If you consider the above question as a more detailed on please let me know your fees.
Thanks

Answer

Yes you can claim the interest during construction as long as you intend to use the final product as a rental property

I said that you can’t do anything until you subdivide because before that you only have one title. I read that question was about subdividing property D into two properties with one in each name. This couldn’t be done before subdivision because you only have one title, who’s name would you put it in? And then you would still have to change the name on one title when it is subdivided. It was just a practicality comment.
But now with this latest question you seem to want to have all three properties developed from property D in your name so yes you could do it before subdivision and it would be the cheapest time.
I can’t follow why you think transferring your wife’s 10% in property D will reduce your land tax. But I am not covering land tax here anyway.
The valuation on the council rates is probably the unimproved land value and these values are usually a little below market.
The only time you will need a valuation is if you change the ownership. If the change puts 100% into your name then you can do it before any subdivision, it is just a question of picking the time that it will be at its lowest value for CGT and stamp duty purposes. This maybe just after the house is demolished but will council let you demolish before approving the subdivision? The subdivision approval is going to increase the valuation considerably. A registered valuer is best but if you ask a real estate agent for recent sales and are being fare the ATO will probably accept that.
If you sell one of the properties the ATO is going to argue that you developed with the intention of selling. You could try to argue that you had a cost blow out and needed to sell but if the numbers didn’t stack up from the start then it is obvious that you intended to sell one to be able to afford the project.
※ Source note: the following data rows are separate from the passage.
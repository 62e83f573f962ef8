//! # AWS Parameter Store Adapter
//!
//! Concrete [`EntryProvider`] implementation backed by AWS Systems Manager
//! Parameter Store, mirroring [`super::AwsSecretsManager`]'s shape. SSM has
//! no notion of soft-delete/restore, so [`AwsParameterStore::restore_entry`]
//! is a hard error — `suve` surfaces that as a provider-level failure rather
//! than pretending the operation exists.

use crate::model::{EntryListItem, Secret, SecretVersion, WriteResult};
use crate::provider::common::record_operation;
use crate::provider::EntryProvider;
use anyhow::{Context, Result};
use async_trait::async_trait;
use aws_sdk_ssm::types::{ParameterType, ResourceTypeForTagging, Tag};
use aws_sdk_ssm::Client as SsmClient;
use std::collections::BTreeMap;
use std::time::Instant;
use tracing::{debug_span, info_span, Instrument};

/// AWS Parameter Store provider implementation.
pub struct AwsParameterStore {
    client: SsmClient,
    region: String,
}

impl std::fmt::Debug for AwsParameterStore {
    fn fmt(&self, f: &mut std::fmt::Formatter<'_>) -> std::fmt::Result {
        f.debug_struct("AwsParameterStore")
            .field("region", &self.region)
            .finish_non_exhaustive()
    }
}

impl AwsParameterStore {
    pub async fn new(region: impl Into<String>) -> Self {
        let region = region.into();
        let sdk_config = aws_config::defaults(aws_config::BehaviorVersion::latest())
            .region(aws_config::Region::new(region.clone()))
            .load()
            .await;
        Self {
            client: SsmClient::new(&sdk_config),
            region,
        }
    }
}

#[async_trait]
impl EntryProvider for AwsParameterStore {
    async fn get_entry(
        &self,
        name: &str,
        version_id: Option<&str>,
        version_stage: Option<&str>,
    ) -> Result<Secret> {
        let span = debug_span!("aws.parameter.get", parameter.name = name, region = %self.region);
        let start = Instant::now();
        async move {
            // SSM addresses a revision as `name:version`; a staging label
            // resolves through get_parameter_history instead since
            // put_parameter tags (labels) aren't queryable via get_parameter.
            let lookup_name = match version_id {
                Some(v) => format!("{name}:{v}"),
                None => name.to_string(),
            };

            if let Some(stage) = version_stage {
                return self.get_entry_by_label(name, stage).await;
            }

            let resp = self
                .client
                .get_parameter()
                .name(&lookup_name)
                .with_decryption(true)
                .send()
                .await
                .with_context(|| format!("failed to get parameter '{name}'"))?;

            let param = resp
                .parameter()
                .with_context(|| format!("parameter '{name}' returned no value"))?;

            record_operation("aws", "param", "get", start, true);
            Ok(Secret {
                name: param.name().unwrap_or(name).to_string(),
                arn: param.arn().map(ToString::to_string),
                version_id: Some(param.version().to_string()),
                stages: Default::default(),
                created_at: param.last_modified_date().and_then(super::to_chrono),
                modified_at: param.last_modified_date().and_then(super::to_chrono),
                value: param.value().map(ToString::to_string),
            })
        }
        .instrument(span)
        .await
    }

    async fn get_versions(&self, name: &str) -> Result<Vec<SecretVersion>> {
        let span = debug_span!("aws.parameter.get_versions", parameter.name = name, region = %self.region);
        async move {
            let mut versions = Vec::new();
            let mut stream = self.client.get_parameter_history().name(name).into_paginator().send();
            while let Some(page) = stream.next().await {
                let page = page.with_context(|| format!("failed to list history for '{name}'"))?;
                for entry in page.parameters() {
                    versions.push(SecretVersion {
                        version_id: entry.version().to_string(),
                        created_at: entry.last_modified_date().and_then(super::to_chrono),
                        stages: entry.labels().iter().cloned().collect(),
                    });
                }
            }
            Ok(versions)
        }
        .instrument(span)
        .await
    }

    async fn list_entries(&self) -> Result<Vec<EntryListItem>> {
        let span = info_span!("aws.parameter.list", region = %self.region);
        async move {
            let mut items = Vec::new();
            let mut stream = self.client.describe_parameters().into_paginator().send();
            while let Some(page) = stream.next().await {
                let page = page.context("failed to list parameters")?;
                for entry in page.parameters() {
                    items.push(EntryListItem {
                        name: entry.name().unwrap_or_default().to_string(),
                        arn: entry.arn().map(ToString::to_string),
                        description: entry.description().map(ToString::to_string),
                    });
                }
            }
            Ok(items)
        }
        .instrument(span)
        .await
    }

    async fn create_entry(&self, name: &str, value: &str, description: Option<&str>) -> Result<WriteResult> {
        let span = info_span!("aws.parameter.create", parameter.name = name, region = %self.region);
        let start = Instant::now();
        async move {
            let mut req = self
                .client
                .put_parameter()
                .name(name)
                .value(value)
                .r#type(ParameterType::String)
                .overwrite(false);
            if let Some(desc) = description {
                req = req.description(desc);
            }
            let resp = req
                .send()
                .await
                .with_context(|| format!("failed to create parameter '{name}'"));
            record_operation("aws", "param", "create", start, resp.is_ok());
            let resp = resp?;
            Ok(WriteResult {
                name: name.to_string(),
                arn: None,
                version_id: Some(resp.version().to_string()),
                deletion_date: None,
            })
        }
        .instrument(span)
        .await
    }

    async fn update_entry(&self, name: &str, value: &str) -> Result<WriteResult> {
        let span = info_span!("aws.parameter.update", parameter.name = name, region = %self.region);
        let start = Instant::now();
        async move {
            let resp = self
                .client
                .put_parameter()
                .name(name)
                .value(value)
                .r#type(ParameterType::String)
                .overwrite(true)
                .send()
                .await
                .with_context(|| format!("failed to update parameter '{name}'"));
            record_operation("aws", "param", "update", start, resp.is_ok());
            let resp = resp?;
            Ok(WriteResult {
                name: name.to_string(),
                arn: None,
                version_id: Some(resp.version().to_string()),
                deletion_date: None,
            })
        }
        .instrument(span)
        .await
    }

    async fn delete_entry(&self, name: &str, _force: bool) -> Result<WriteResult> {
        let span = info_span!("aws.parameter.delete", parameter.name = name, region = %self.region);
        let start = Instant::now();
        async move {
            let resp = self
                .client
                .delete_parameter()
                .name(name)
                .send()
                .await
                .with_context(|| format!("failed to delete parameter '{name}'"));
            record_operation("aws", "param", "delete", start, resp.is_ok());
            resp?;
            Ok(WriteResult {
                name: name.to_string(),
                arn: None,
                version_id: None,
                deletion_date: None,
            })
        }
        .instrument(span)
        .await
    }

    async fn restore_entry(&self, name: &str) -> Result<WriteResult> {
        Err(anyhow::anyhow!(
            "parameter store has no recycle bin; '{name}' cannot be restored"
        ))
    }

    async fn get_tags(&self, name: &str) -> Result<BTreeMap<String, String>> {
        let resp = self
            .client
            .list_tags_for_resource()
            .resource_type(ResourceTypeForTagging::Parameter)
            .resource_id(name)
            .send()
            .await
            .with_context(|| format!("failed to list tags for '{name}'"))?;
        Ok(resp
            .tag_list()
            .iter()
            .map(|t| (t.key().to_string(), t.value().to_string()))
            .collect())
    }

    async fn add_tags(&self, name: &str, tags: &BTreeMap<String, String>) -> Result<()> {
        if tags.is_empty() {
            return Ok(());
        }
        let aws_tags = tags
            .iter()
            .map(|(k, v)| Tag::builder().key(k).value(v).build().expect("key and value set"))
            .collect::<Vec<_>>();
        self.client
            .add_tags_to_resource()
            .resource_type(ResourceTypeForTagging::Parameter)
            .resource_id(name)
            .set_tags(Some(aws_tags))
            .send()
            .await
            .with_context(|| format!("failed to add tags to '{name}'"))?;
        Ok(())
    }

    async fn remove_tags(&self, name: &str, keys: &[String]) -> Result<()> {
        if keys.is_empty() {
            return Ok(());
        }
        self.client
            .remove_tags_from_resource()
            .resource_type(ResourceTypeForTagging::Parameter)
            .resource_id(name)
            .set_tag_keys(Some(keys.to_vec()))
            .send()
            .await
            .with_context(|| format!("failed to remove tags from '{name}'"))?;
        Ok(())
    }
}

impl AwsParameterStore {
    async fn get_entry_by_label(&self, name: &str, label: &str) -> Result<Secret> {
        let mut stream = self.client.get_parameter_history().name(name).into_paginator().send();
        while let Some(page) = stream.next().await {
            let page = page.with_context(|| format!("failed to list history for '{name}'"))?;
            for entry in page.parameters() {
                if entry.labels().iter().any(|l| l == label) {
                    return Ok(Secret {
                        name: name.to_string(),
                        arn: None,
                        version_id: Some(entry.version().to_string()),
                        stages: entry.labels().iter().cloned().collect(),
                        created_at: entry.last_modified_date().and_then(super::to_chrono),
                        modified_at: entry.last_modified_date().and_then(super::to_chrono),
                        value: entry.value().map(ToString::to_string),
                    });
                }
            }
        }
        Err(anyhow::anyhow!("no version of '{name}' carries label '{label}'"))
    }
}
If you are considered to have built the property you sell with the intention of selling, then no 50% CGT discount on the gain above the original land value and you will have to charge GST on the sale which will really eat into your profit. If you are not registered for GST then keeping it for a few years will mean no GST on sale and the 50% CGT discount. If you are registered for GST it has to be 5 years continuous rental before you can sell without paying GST.
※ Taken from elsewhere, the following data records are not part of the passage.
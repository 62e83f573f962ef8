fn main() {
    let timestamp = if let Ok(ts) = std::env::var("BUILD_TIMESTAMP") {
        ts.parse::<u64>().unwrap_or_else(|_| {
            std::time::SystemTime::now()
                .duration_since(std::time::UNIX_EPOCH)
                .unwrap()
                .as_secs()
        })
    } else {
        std::time::SystemTime::now()
            .duration_since(std::time::UNIX_EPOCH)
            .unwrap()
            .as_secs()
    };

    let datetime = std::env::var("BUILD_DATETIME").unwrap_or_else(|_| {
        chrono::Utc::now()
            .format("%Y-%m-%d %H:%M:%S UTC")
            .to_string()
    });

    let git_hash = std::env::var("BUILD_GIT_HASH")
        .unwrap_or_else(|_| get_git_hash().unwrap_or_else(|| "unknown".to_string()));

    println!("cargo:rustc-env=BUILD_TIMESTAMP={timestamp}");
    println!("cargo:rustc-env=BUILD_DATETIME={datetime}");
    println!("cargo:rustc-env=BUILD_GIT_HASH={git_hash}");

    // Force rebuild by always rerunning (timestamp changes every build)
    // This ensures the binary hash changes even if source code is identical
    println!("cargo:rerun-if-changed=build.rs");
    println!("cargo:rerun-if-env-changed=BUILD_TIMESTAMP");
}

fn get_git_hash() -> Option<String> {
    // Always use command-line git to avoid OpenSSL dependency issues
    // This works for both native and cross-compilation builds
    use std::process::Command;

    // Get git hash using command-line git
    let hash_output = Command::new("git")
        .args(["rev-parse", "--short", "HEAD"])
        .output()
        .ok()?;
    if !hash_output.status.success() {
        return None;
    }
    let hash = String::from_utf8(hash_output.stdout).ok()?;
    let short_hash = hash.trim();

    // Check if working directory is dirty
    let diff_output = Command::new("git").args(["diff", "--quiet"]).output().ok();
    let is_dirty = diff_output.is_some_and(|output| !output.status.success());

    let suffix = if is_dirty { "-dirty" } else { "" };
    Some(format!("{short_hash}{suffix}"))
}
It would take a proper consultation to consider you best tax strategy but I would like to point out (ignoring land tax) that if you never sell you never pay CGT or tax on Business profits or GST. If you are going to do further developments in the future you need to look at your goals. If it is to own 10 properties why not keep these?
It is a bit different if you decide to buy another property then it is not a case of incurring costs just to change ownership. This is where you can make a difference for example buying in another state so you qualify for a new land tax threshold. Also consider using a SMSF there is a free booklet about this on our web site http://www.bantacs.com.au/booklets/SMSFs_Booklet.pdf certainly the best tax rate and asset protection you can get but not that good an idea when you are so young and life is still so uncertain ie what you will want for your children before you reach retirement age and can access your super.
As for parents and brother overseas they will not be entitled to the 50% CGT discount or the initial tax free threshold.